Il en va ainsi de l’identité juive et de l’éternelle question « qu’est-ce qu’être juif ? » La définition de chacun à un temps donné est à la fois personnelle et contextuelle: elle n’est ni celle d’un autre, ni même celle qui sera demain la sienne. Et aucune définition n’achève la question.

Bien sûr, à travers l’histoire juive, certains énoncés normatifs ont tenté de s’imposer : Est juif l’enfant d’une mère juive ou celui qui s’est converti au judaïsme… Est juif celui dont un des parents est juif et qui est élevé exclusivement dans le judaïsme… Est juif celui dont les enfants ou les petits-enfants sont juifs… Est juif celui qui ne cesse de se poser la question de ce qu’est être juif… Aucune de ces définitions n’est fausse et aucune n’est vraie. Chacune est un éclat de vérité, une voix parmi d’autres.

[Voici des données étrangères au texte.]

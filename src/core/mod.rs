pub mod layer;
pub mod matrix;
pub mod repository;

pub use crate::domain::model::{Coordinate, Exclusion, LibraryDescriptor, Matrix};
pub use crate::domain::ports::{CommandRunner, CommandSpec, ConfigProvider};
pub use crate::utils::error::Result;
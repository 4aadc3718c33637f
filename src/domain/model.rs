use crate::utils::error::{LayerError, Result};
use serde::{Deserialize, Serialize};
use std::fmt;
use std::str::FromStr;

/// One entry of the popular-libraries catalog.
#[derive(Debug, Clone, PartialEq, Eq, Serialize, Deserialize)]
pub struct LibraryDescriptor {
    pub group_id: String,
    pub artifact_id: String,
    pub version: String,
}

impl LibraryDescriptor {
    pub fn coordinate(&self) -> Coordinate {
        Coordinate {
            group_id: self.group_id.clone(),
            artifact_id: self.artifact_id.clone(),
            version: self.version.clone(),
        }
    }
}

/// Suppresses every version of `group_id:artifact_id`.
#[derive(Debug, Clone, PartialEq, Eq, Serialize, Deserialize)]
pub struct Exclusion {
    pub group_id: String,
    pub artifact_id: String,
}

impl Exclusion {
    pub fn matches(&self, lib: &LibraryDescriptor) -> bool {
        self.group_id == lib.group_id && self.artifact_id == lib.artifact_id
    }
}

/// A `group:artifact:version` Maven coordinate.
#[derive(Debug, Clone, PartialEq, Eq, Hash)]
pub struct Coordinate {
    pub group_id: String,
    pub artifact_id: String,
    pub version: String,
}

impl Coordinate {
    pub fn parse(value: &str) -> Result<Self> {
        let parts: Vec<&str> = value.split(':').map(str::trim).collect();

        if parts.len() != 3 {
            return Err(LayerError::InvalidCoordinate {
                value: value.to_string(),
                reason: format!("expected 3 ':'-separated segments, found {}", parts.len()),
            });
        }

        const SEGMENTS: [&str; 3] = ["group id", "artifact id", "version"];
        let invalid = |reason: String| LayerError::InvalidCoordinate {
            value: value.to_string(),
            reason,
        };

        // Segments become path components under the repository and work dirs.
        for (name, part) in SEGMENTS.iter().zip(&parts) {
            if part.is_empty() {
                return Err(invalid(format!("{} is empty", name)));
            }
            if part.contains('/') || part.contains('\\') {
                return Err(invalid(format!("{} contains a path separator", name)));
            }
            if part.contains("..") || *part == "." {
                return Err(invalid(format!("{} contains a relative path component", name)));
            }
        }

        if parts[0].starts_with('.') || parts[0].ends_with('.') {
            return Err(invalid("group id starts or ends with '.'".to_string()));
        }

        Ok(Self {
            group_id: parts[0].to_string(),
            artifact_id: parts[1].to_string(),
            version: parts[2].to_string(),
        })
    }

    /// Group id as a repository path, `org.apache.commons` → `org/apache/commons`.
    pub fn group_path(&self) -> String {
        self.group_id.replace('.', "/")
    }

    pub fn file_stem(&self) -> String {
        format!("{}-{}", self.artifact_id, self.version)
    }

    pub fn jar_name(&self) -> String {
        format!("{}.jar", self.file_stem())
    }

    pub fn pom_name(&self) -> String {
        format!("{}.pom", self.file_stem())
    }
}

impl fmt::Display for Coordinate {
    fn fmt(&self, f: &mut fmt::Formatter<'_>) -> fmt::Result {
        write!(f, "{}:{}:{}", self.group_id, self.artifact_id, self.version)
    }
}

impl FromStr for Coordinate {
    type Err = LayerError;

    fn from_str(s: &str) -> Result<Self> {
        Self::parse(s)
    }
}

/// CI build matrix, serialized as `{"coordinates": [...]}`.
#[derive(Debug, Clone, Default, PartialEq, Eq, Serialize, Deserialize)]
pub struct Matrix {
    pub coordinates: Vec<String>,
}

impl Matrix {
    pub fn len(&self) -> usize {
        self.coordinates.len()
    }

    pub fn is_empty(&self) -> bool {
        self.coordinates.is_empty()
    }
}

L’identité juive est, à mon sens, la conscience permanente d’un exil qui n’est pas géographique. C’est une sédentarisation impossible sur les sables mouvants d’un désert intérieur et la conscience que le juif se trouve toujours, de façon contrainte ou choisie, dans un entre-deux identitaire : entre deux langues, entre deux noms, entre deux cultures, entre deux rêves, entre deux sens.

Cet état liminal se nomme en hébreu bein levein, un terme qui étymologiquement définit aussi la sagesse (bina). La sagesse juive est une conscience de l’exil, et une pensée de l’équivoque. Pas étonnant, dès lors, que l’humour juif regorge de trésors de double sens: l’arrachement est une expérience si tragique qu’il peut parfois vous arracher des éclats de rire.

Dans ce numéro de Tenou’a, en collaboration avec l’artiste Esti et le rabbin Marc-Alain Ouaknin, nous tentons d’explorer d’autres définitions. Elles éclatent par la voix de personnalités qui révèlent en quelques mots les reflets juifs qu’elles aperçoivent aujourd’hui dans leur miroir.